Iain:  And he had a great title. He called it “Seekers After Truth,” which must have really appealed to you.

Hameed:  That’s what Gurdjieff called his work. He got it from Gurdjieff. Yeah.

Iain:  I’m looking at my notes here…you were involved with the Fourth Way teaching as well.

Hameed:  What happened is that Claudio Naranjo was instrumental in some sense in my development. Not in terms of my realization or my liberation, but in terms of going in the right direction. Because he knew he had something, but he didn’t have everything. So he introduced us to many other teachers. He brought many other teachers – he brought Rinpoches, he brought Tao masters, he brought Hindu masters, he brought Sufi masters. So I got to work with many of those people. One of the Rinpoches, for instance, a Tibetan lama I worked with for several years, I learned a lot about Tibetan Buddhism. And I worked with EJ Gold who had more of a Fourth Way orientation and also a Sufi orientation. I worked with another person who was more Gurdjieffian, Fourth Way; I worked with him for several years. And at the same time I was still continuing my Reich therapy. I was doing my psychological bodywork too. Breathing, energizing, liberating the body at the same time that I was learning with those various teachers. And by the time I was working with the Fourth Way teacher, at some point I was beginning to have experiences of what I call essential nature. When I talked to him about it, he didn’t recognize them. He dismissed them.
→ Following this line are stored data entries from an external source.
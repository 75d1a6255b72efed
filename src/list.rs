//! Singly-linked lists threaded through a slotmap arena.
//!
//! A [`List`] stores only its head and tail keys. The nodes live in a
//! `SlotMap` owned by the caller and expose their `next` link through
//! [`Linked`], so one arena can back any number of lists (the container
//! keeps one list per bucket over a single arena of entries).
//!
//! Every key handed to a list operation must be live in the arena and,
//! except for the insert operations, already on that list. Violations
//! are internal bugs and panic on the arena index.

use slotmap::{Key, SlotMap};

/// A node that carries the `next` link of the list it is on.
pub trait Linked<K: Key> {
    fn next(&self) -> Option<K>;
    fn set_next(&mut self, next: Option<K>);
}

#[derive(Debug, Clone, Copy, PartialEq, Eq)]
pub struct List<K: Key> {
    head: Option<K>,
    tail: Option<K>,
}

impl<K: Key> Default for List<K> {
    fn default() -> Self {
        Self::new()
    }
}

impl<K: Key> List<K> {
    pub const fn new() -> Self {
        Self {
            head: None,
            tail: None,
        }
    }

    pub fn is_empty(&self) -> bool {
        self.head.is_none()
    }

    pub fn first(&self) -> Option<K> {
        self.head
    }

    pub fn last(&self) -> Option<K> {
        self.tail
    }

    pub fn insert_head<N: Linked<K>>(&mut self, arena: &mut SlotMap<K, N>, key: K) {
        arena[key].set_next(self.head);
        self.head = Some(key);
        if self.tail.is_none() {
            self.tail = Some(key);
        }
    }

    pub fn insert_tail<N: Linked<K>>(&mut self, arena: &mut SlotMap<K, N>, key: K) {
        arena[key].set_next(None);
        match self.tail {
            Some(tail) => arena[tail].set_next(Some(key)),
            None => self.head = Some(key),
        }
        self.tail = Some(key);
    }

    /// Insert `key` right behind `after`, which must be on this list.
    pub fn insert_after<N: Linked<K>>(&mut self, arena: &mut SlotMap<K, N>, after: K, key: K) {
        let next = arena[after].next();
        arena[key].set_next(next);
        arena[after].set_next(Some(key));
        if self.tail == Some(after) {
            self.tail = Some(key);
        }
    }

    pub fn remove_head<N: Linked<K>>(&mut self, arena: &mut SlotMap<K, N>) -> Option<K> {
        let head = self.head?;
        self.head = arena[head].next();
        if self.head.is_none() {
            self.tail = None;
        }
        arena[head].set_next(None);
        Some(head)
    }

    /// Detach `key` from the list. O(n); returns false if it was not found.
    pub fn remove<N: Linked<K>>(&mut self, arena: &mut SlotMap<K, N>, key: K) -> bool {
        let mut cursor = self.cursor_mut();
        while let Some(current) = cursor.move_next(arena) {
            if current == key {
                cursor.remove_current(arena);
                return true;
            }
        }
        false
    }

    /// Move every node of `other` to the end of this list, leaving `other` empty.
    pub fn append<N: Linked<K>>(&mut self, arena: &mut SlotMap<K, N>, other: &mut List<K>) {
        let Some(other_head) = other.head.take() else {
            return;
        };
        match self.tail {
            Some(tail) => arena[tail].set_next(Some(other_head)),
            None => self.head = Some(other_head),
        }
        self.tail = other.tail.take();
    }

    pub fn iter<'a, N: Linked<K>>(&self, arena: &'a SlotMap<K, N>) -> Iter<'a, K, N> {
        Iter {
            arena,
            next: self.head,
        }
    }

    /// Cursor that can unlink the node it stands on without losing its place.
    pub fn cursor_mut(&mut self) -> CursorMut<'_, K> {
        CursorMut {
            list: self,
            prev: None,
            current: None,
            next: None,
            started: false,
        }
    }
}

pub struct Iter<'a, K: Key, N> {
    arena: &'a SlotMap<K, N>,
    next: Option<K>,
}

impl<'a, K: Key, N: Linked<K>> Iterator for Iter<'a, K, N> {
    type Item = (K, &'a N);

    fn next(&mut self) -> Option<Self::Item> {
        let key = self.next?;
        let node = &self.arena[key];
        self.next = node.next();
        Some((key, node))
    }
}

/// Traversal that tolerates removal of the current node.
///
/// The successor is captured when the cursor moves onto a node, so
/// `remove_current` followed by `move_next` continues with the node that
/// followed the removed one.
pub struct CursorMut<'l, K: Key> {
    list: &'l mut List<K>,
    prev: Option<K>,
    current: Option<K>,
    next: Option<K>,
    started: bool,
}

impl<'l, K: Key> CursorMut<'l, K> {
    pub fn move_next<N: Linked<K>>(&mut self, arena: &SlotMap<K, N>) -> Option<K> {
        if let Some(current) = self.current {
            self.prev = Some(current);
        }
        let candidate = if self.started {
            self.next
        } else {
            self.started = true;
            self.list.head
        };
        self.current = candidate;
        self.next = candidate.and_then(|k| arena[k].next());
        candidate
    }

    pub fn current(&self) -> Option<K> {
        self.current
    }

    pub fn remove_current<N: Linked<K>>(&mut self, arena: &mut SlotMap<K, N>) -> Option<K> {
        let current = self.current.take()?;
        match self.prev {
            Some(prev) => arena[prev].set_next(self.next),
            None => self.list.head = self.next,
        }
        if self.list.tail == Some(current) {
            self.list.tail = self.prev;
        }
        arena[current].set_next(None);
        Some(current)
    }
}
Iain:  So what kind of experiences were they?

Hameed:  I was experiencing something that I felt as truth. I was feeling, “I am experiencing truth.” But I could feel it, sense it, see it. And it was like a pretty palpable sense of presence of truth. Which is so present, it’s like a conscious mass of 25 carat gold. I became like a statue of gold. And just like the gold statue you see of the Buddha, I felt like that. I felt, I am gold. I am truth. And I recognize that gold, what the alchemists call gold, is truth. True truth. The truth I was looking for. I was looking for what is objective truth. So when I talked to this teacher about some of those things, he didn’t recognize it. And I began to have a peaceful, congenial separation from his work. And then went on my way. Because things weren’t developing in me. And I think one other influence – because of my interests at that time, I met the 16th Karmapa.

Iain:  I don’t know what that is.

Hameed:  The Karmapa is one of the leading figures in Tibetan Buddhism. He does what’s called the Black Hat Ceremony where he transmits the teachings of his lineage. It’s called Mahamudra. He is the head of the Mahamudra lineage and he does an initiation where he transmits that state. So I went to his transmission. That was the early 70s and I got a headache. Many people had clarity and light. I had a headache for several years. It reminded me of Krishnamurti who had headaches for many years at the beginning. I had a headache and I went from one person to another – doctors, and I went to yogis, a Hindu yogi who said, “Oh, this is just some kind of gas” and he gave it some name. When I talked to the Rinpoche I knew, he taught me, “This is light.” And I didn’t know exactly what it meant. But in time, when I started working psychologically on what is this? Like an obstruction in the head. At some point there was like – even when doing the meditation – things like something flowed down, descended. And it was light, but it wasn’t light the way people know it. More like liquid light. And I felt it as my presence. That is my being. Presence. And that was the discovery of presence, which I then talked to my friends too, like Karen.

Iain:  Karen Johnson?

Hameed:  Johnson, yes, I talked to her. She’ll talk to you [later] about how she received it. And she got it, right away. And I thought other people would get it right away. That was the beginning of the Diamond Approach. That presence, which is the truth of reality, the truth of what I am, didn’t just stay that way. It developed and grew and manifested so many things about itself and the rest of reality and what I am.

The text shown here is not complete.